The station historically had a wider catchment area than the municipality itself. In 1934, its catchment area was estimated at 24,700 inhabitants, served also by bus and public car services.

Between 2004 and 2008 the municipality was affected by the works for the doubling of the Carnate–Airuno railway section. These works included the Olcellera tunnel, the reorganisation of the station area, the lowering of the tracks near the station, new underpasses and pedestrian and cycle routes, and changes to local roads.

=== Roads and buses ===
The municipality is crossed by the Strada statale 342 Briantea, which connects the Como and Bergamo areas. It is also located close to the Strada statale 36 del Lago di Como e dello Spluga and to the eastern road network of the Milan metropolitan area.

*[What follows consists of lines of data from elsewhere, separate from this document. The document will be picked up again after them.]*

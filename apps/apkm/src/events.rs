//! Event handling and progress display

use apkm_events::{
    AppEvent, DownloadEvent, EventMessage, FailureContext, GeneralEvent, SessionEvent, StepEvent,
};
use apkm_types::StepState;
use console::{Style, Term};
use std::collections::HashMap;

/// Event handler for progress display and user feedback
pub struct EventHandler {
    term: Term,
    colors_enabled: bool,
    debug_enabled: bool,
    /// Suppresses all human-readable output
    quiet: bool,
    /// Announced size of each active download by URL
    downloads: HashMap<String, Option<u64>>,
}

impl EventHandler {
    pub fn new(colors_enabled: bool, debug_enabled: bool, quiet: bool) -> Self {
        Self {
            term: Term::stderr(),
            colors_enabled,
            debug_enabled,
            quiet,
            downloads: HashMap::new(),
        }
    }

    /// Handle incoming event
    pub fn handle_event(&mut self, message: EventMessage) {
        crate::logging::log_event_with_tracing(&message);

        match message.event {
            AppEvent::Step(event) => self.handle_step_event(event),
            AppEvent::Download(event) => self.handle_download_event(event),
            AppEvent::Session(event) => self.handle_session_event(&event),
            AppEvent::General(event) => self.handle_general_event(event),
        }
    }

    fn handle_step_event(&mut self, event: StepEvent) {
        match event {
            StepEvent::PipelineStarted { steps } => {
                self.show_debug(&format!("Pipeline: {}", steps.join(", ")));
            }
            StepEvent::StateChanged {
                step,
                state,
                cause,
                duration_ms,
                failure,
                ..
            } => match state {
                StepState::Running => self.show_status(&format!("[..] {step}")),
                StepState::Success => {
                    let line = format!("[OK] {step} ({duration_ms}ms)");
                    self.show_styled(&line, &Style::new().green());
                }
                StepState::Skipped => {
                    let cause = cause.map_or_else(String::new, |c| format!(" ({c})"));
                    self.show_styled(&format!("[SKIP] {step}{cause}"), &Style::new().dim());
                }
                StepState::Failed => {
                    let detail = failure.as_ref().map_or_else(String::new, describe_failure);
                    self.show_error(&format!("[FAIL] {step}{detail}"));
                }
                StepState::Pending => {}
            },
            StepEvent::Note { step, message } => {
                self.show_debug(&format!("{step}: {message}"));
            }
            StepEvent::PipelineFinished {
                success,
                duration_ms,
            } => {
                self.show_debug(&format!(
                    "Pipeline finished (success: {success}) in {duration_ms}ms"
                ));
            }
        }
    }

    fn handle_download_event(&mut self, event: DownloadEvent) {
        match event {
            DownloadEvent::Started { url, total_bytes } => {
                let size = total_bytes.map_or_else(String::new, |b| format!(" ({})", format_bytes(b)));
                self.show_status(&format!("     Downloading {url}{size}"));
                self.downloads.insert(url, total_bytes);
            }
            DownloadEvent::Progress {
                url,
                bytes_downloaded,
                total_bytes,
            } => {
                let total = total_bytes
                    .or_else(|| self.downloads.get(&url).copied().flatten())
                    .map_or_else(|| "?".to_string(), format_bytes);
                self.show_debug(&format!(
                    "{url}: {} / {total}",
                    format_bytes(bytes_downloaded)
                ));
            }
            DownloadEvent::Completed {
                url,
                bytes_downloaded,
            } => {
                self.downloads.remove(&url);
                self.show_debug(&format!("Downloaded {}", format_bytes(bytes_downloaded)));
            }
            DownloadEvent::Failed { url, failure } => {
                self.downloads.remove(&url);
                self.show_debug(&format!("Download of {url} failed{}", describe_failure(&failure)));
            }
        }
    }

    fn handle_session_event(&mut self, event: &SessionEvent) {
        match event {
            SessionEvent::Started { install_id } => {
                self.show_debug(&format!("Install id: {install_id}"));
            }
            SessionEvent::InsufficientStorage { .. } => {
                self.show_error(
                    "The device ran out of storage. Free up some space and try again.",
                );
            }
            SessionEvent::RecordStored { install_id } => {
                self.show_debug(&format!("Stored installation record {install_id}"));
            }
            SessionEvent::StateChanged { .. } | SessionEvent::CacheCleared => {}
        }
    }

    fn handle_general_event(&mut self, event: GeneralEvent) {
        match event {
            GeneralEvent::Warning { message } => {
                self.show_styled(&format!("Warning: {message}"), &Style::new().yellow());
            }
            GeneralEvent::Error { message } => self.show_error(&format!("Error: {message}")),
            GeneralEvent::Debug { message } => self.show_debug(&message),
        }
    }

    /// Show status message
    fn show_status(&self, message: &str) {
        if !self.quiet {
            self.term.write_line(message).unwrap_or(());
        }
    }

    fn show_styled(&self, message: &str, style: &Style) {
        if self.colors_enabled {
            self.show_status(&style.apply_to(message).to_string());
        } else {
            self.show_status(message);
        }
    }

    /// Show error message
    fn show_error(&self, message: &str) {
        self.show_styled(message, &Style::new().red().bold());
    }

    fn show_debug(&self, message: &str) {
        if self.debug_enabled {
            self.show_styled(message, &Style::new().dim());
        }
    }
}

fn describe_failure(failure: &FailureContext) -> String {
    let mut out = format!(": {}", failure.message);
    if let Some(hint) = &failure.hint {
        out.push_str(&format!(" (hint: {hint})"));
    }
    out
}

#[allow(clippy::cast_precision_loss)]
fn format_bytes(bytes: u64) -> String {
    const MIB: f64 = 1024.0 * 1024.0;
    if bytes >= 1024 * 1024 {
        format!("{:.1} MiB", bytes as f64 / MIB)
    } else if bytes >= 1024 {
        format!("{:.1} KiB", bytes as f64 / 1024.0)
    } else {
        format!("{bytes} B")
    }
}
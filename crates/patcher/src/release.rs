//! Release resolution per version channel

use apkm_errors::{Error, PatchError};
use apkm_net::{fetch_releases, GithubRelease, NetClient};
use apkm_types::VersionPreference;
use async_trait::async_trait;
use serde::{Deserialize, Serialize};

/// Asset name of the base package in a release
pub const BASE_APK_ASSET: &str = "base.apk";
/// Asset name of the mod payload in a release
pub const INJECTOR_ASSET: &str = "injector.dex";

#[derive(Debug, Clone, PartialEq, Eq, Serialize, Deserialize)]
pub struct ReleaseAsset {
    pub name: String,
    pub url: String,
}

/// The release chosen for this installation
#[derive(Debug, Clone, PartialEq, Eq, Serialize, Deserialize)]
pub struct ResolvedRelease {
    pub version: String,
    pub assets: Vec<ReleaseAsset>,
}

impl ResolvedRelease {
    /// Find an asset by name.
    ///
    /// # Errors
    ///
    /// Returns [`PatchError::MissingAsset`] if the release does not carry it.
    pub fn asset(&self, name: &str) -> Result<&ReleaseAsset, Error> {
        self.assets.iter().find(|a| a.name == name).ok_or_else(|| {
            PatchError::MissingAsset {
                version: self.version.clone(),
                asset: name.to_string(),
            }
            .into()
        })
    }
}

impl From<&GithubRelease> for ResolvedRelease {
    fn from(release: &GithubRelease) -> Self {
        Self {
            version: release.version().to_string(),
            assets: release
                .assets
                .iter()
                .map(|a| ReleaseAsset {
                    name: a.name.clone(),
                    url: a.browser_download_url.clone(),
                })
                .collect(),
        }
    }
}

/// Remote source of releases
#[async_trait]
pub trait ReleaseSource: Send + Sync {
    /// Resolve the release to install for a channel.
    ///
    /// `custom_version_code` is only consulted for [`VersionPreference::Custom`].
    async fn resolve(
        &self,
        preference: VersionPreference,
        custom_version_code: &str,
    ) -> Result<ResolvedRelease, Error>;
}

/// Reads a GitHub releases listing
pub struct GithubReleaseSource {
    client: NetClient,
    url: String,
}

impl GithubReleaseSource {
    #[must_use]
    pub fn new(client: NetClient, url: impl Into<String>) -> Self {
        Self {
            client,
            url: url.into(),
        }
    }
}

#[async_trait]
impl ReleaseSource for GithubReleaseSource {
    async fn resolve(
        &self,
        preference: VersionPreference,
        custom_version_code: &str,
    ) -> Result<ResolvedRelease, Error> {
        let releases = fetch_releases(&self.client, &self.url).await?;
        select_release(&releases, preference, custom_version_code).map(ResolvedRelease::from)
    }
}

/// Pick a release from a listing sorted newest first.
///
/// - Stable: newest non-prerelease
/// - Beta: newest whose tag does not mention `alpha`
/// - Alpha: newest
/// - Custom: tag (without leading `v`) equal to the version code
///
/// # Errors
///
/// Returns [`PatchError::ReleaseNotFound`] when nothing matches.
pub fn select_release<'a>(
    releases: &'a [GithubRelease],
    preference: VersionPreference,
    custom_version_code: &str,
) -> Result<&'a GithubRelease, Error> {
    let code = custom_version_code.trim();
    let found = match preference {
        VersionPreference::Stable => releases.iter().find(|r| !r.prerelease),
        VersionPreference::Beta => releases
            .iter()
            .find(|r| !r.tag_name.to_ascii_lowercase().contains("alpha")),
        VersionPreference::Alpha => releases.first(),
        VersionPreference::Custom => releases.iter().find(|r| r.version() == code),
    };

    found.ok_or_else(|| {
        let preference = match preference {
            VersionPreference::Custom => format!("custom version {code}"),
            other => format!("the {other} channel"),
        };
        PatchError::ReleaseNotFound { preference }.into()
    })
}

#[cfg(test)]
mod tests {
    use super::*;
    use chrono::{TimeZone, Utc};

    fn release(tag: &str, day: u32, prerelease: bool) -> GithubRelease {
        GithubRelease {
            tag_name: tag.to_string(),
            name: None,
            created_at: Utc.with_ymd_and_hms(2024, 5, day, 0, 0, 0).unwrap(),
            prerelease,
            assets: Vec::new(),
        }
    }

    fn listing() -> Vec<GithubRelease> {
        vec![
            release("v230-alpha", 4, true),
            release("v229-beta", 3, true),
            release("v228", 2, false),
            release("v227", 1, false),
        ]
    }

    #[test]
    fn test_channel_selection() {
        let releases = listing();
        let pick = |pref, code| {
            select_release(&releases, pref, code)
                .unwrap()
                .tag_name
                .clone()
        };

        assert_eq!(pick(VersionPreference::Stable, ""), "v228");
        assert_eq!(pick(VersionPreference::Beta, ""), "v229-beta");
        assert_eq!(pick(VersionPreference::Alpha, ""), "v230-alpha");
        assert_eq!(pick(VersionPreference::Custom, "227"), "v227");
    }

    #[test]
    fn test_unknown_custom_version() {
        let err = select_release(&listing(), VersionPreference::Custom, "1").unwrap_err();
        assert!(matches!(err, Error::Patch(PatchError::ReleaseNotFound { .. })));
    }

    #[test]
    fn test_missing_asset() {
        let resolved = ResolvedRelease {
            version: "228".to_string(),
            assets: vec![ReleaseAsset {
                name: BASE_APK_ASSET.to_string(),
                url: "https://example.invalid/base.apk".to_string(),
            }],
        };
        assert!(resolved.asset(BASE_APK_ASSET).is_ok());
        assert!(matches!(
            resolved.asset(INJECTOR_ASSET),
            Err(Error::Patch(PatchError::MissingAsset { .. }))
        ));
    }
}
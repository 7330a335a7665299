use apkm_types::{InstallId, SessionState};
use serde::{Deserialize, Serialize};

/// Installation session events
#[derive(Debug, Clone, Serialize, Deserialize)]
#[serde(tag = "type")]
pub enum SessionEvent {
    /// A new attempt started
    Started { install_id: InstallId },

    /// The session state cell changed
    StateChanged { state: SessionState },

    /// The device ran out of storage during the attempt
    InsufficientStorage { install_id: InstallId },

    /// The installation record was persisted
    RecordStored { install_id: InstallId },

    /// The download cache was cleared
    CacheCleared,
}
//! Signing error types

use std::borrow::Cow;

use crate::UserFacingError;
use thiserror::Error;

#[derive(Debug, Clone, Error)]
pub enum SigningError {
    #[error("signing tool not available: {tool}")]
    ToolUnavailable { tool: String },

    #[error("keystore not found: {path}")]
    KeystoreNotFound { path: String },

    #[error("signing failed: {reason}")]
    SigningFailed { reason: String },
}

impl UserFacingError for SigningError {
    fn user_message(&self) -> Cow<'_, str> {
        Cow::Owned(self.to_string())
    }

    fn user_hint(&self) -> Option<&'static str> {
        match self {
            Self::ToolUnavailable { .. } => {
                Some("Install the Android build tools or set patching.apksigner in the config.")
            }
            Self::KeystoreNotFound { .. } => {
                Some("Set patching.keystore to an existing keystore file.")
            }
            Self::SigningFailed { .. } => None,
        }
    }

    fn user_code(&self) -> Option<&'static str> {
        let code = match self {
            Self::ToolUnavailable { .. } => "signing.tool_unavailable",
            Self::KeystoreNotFound { .. } => "signing.keystore_not_found",
            Self::SigningFailed { .. } => "signing.failed",
        };
        Some(code)
    }
}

Local and interurban bus services connect Olgiate Molgora with nearby municipalities and with the wider Merate area.

=== Healthcare ===
Nearest hospital: San Leopoldo Mandic (Merate, 4 km)

== Demographic evolution ==

=== Foreign residents ===
As of 2020, immigrants constitute 11.3% of population:
- Romania (153)
- Morocco (107)
- Albania (92)
- India (59)
- Senegal (50)

== Administration ==
=== Twin towns ===
- UK Stocksmoor, United Kingdom (since 1998)
- NLD Oisterwijk, Netherlands (since 2024)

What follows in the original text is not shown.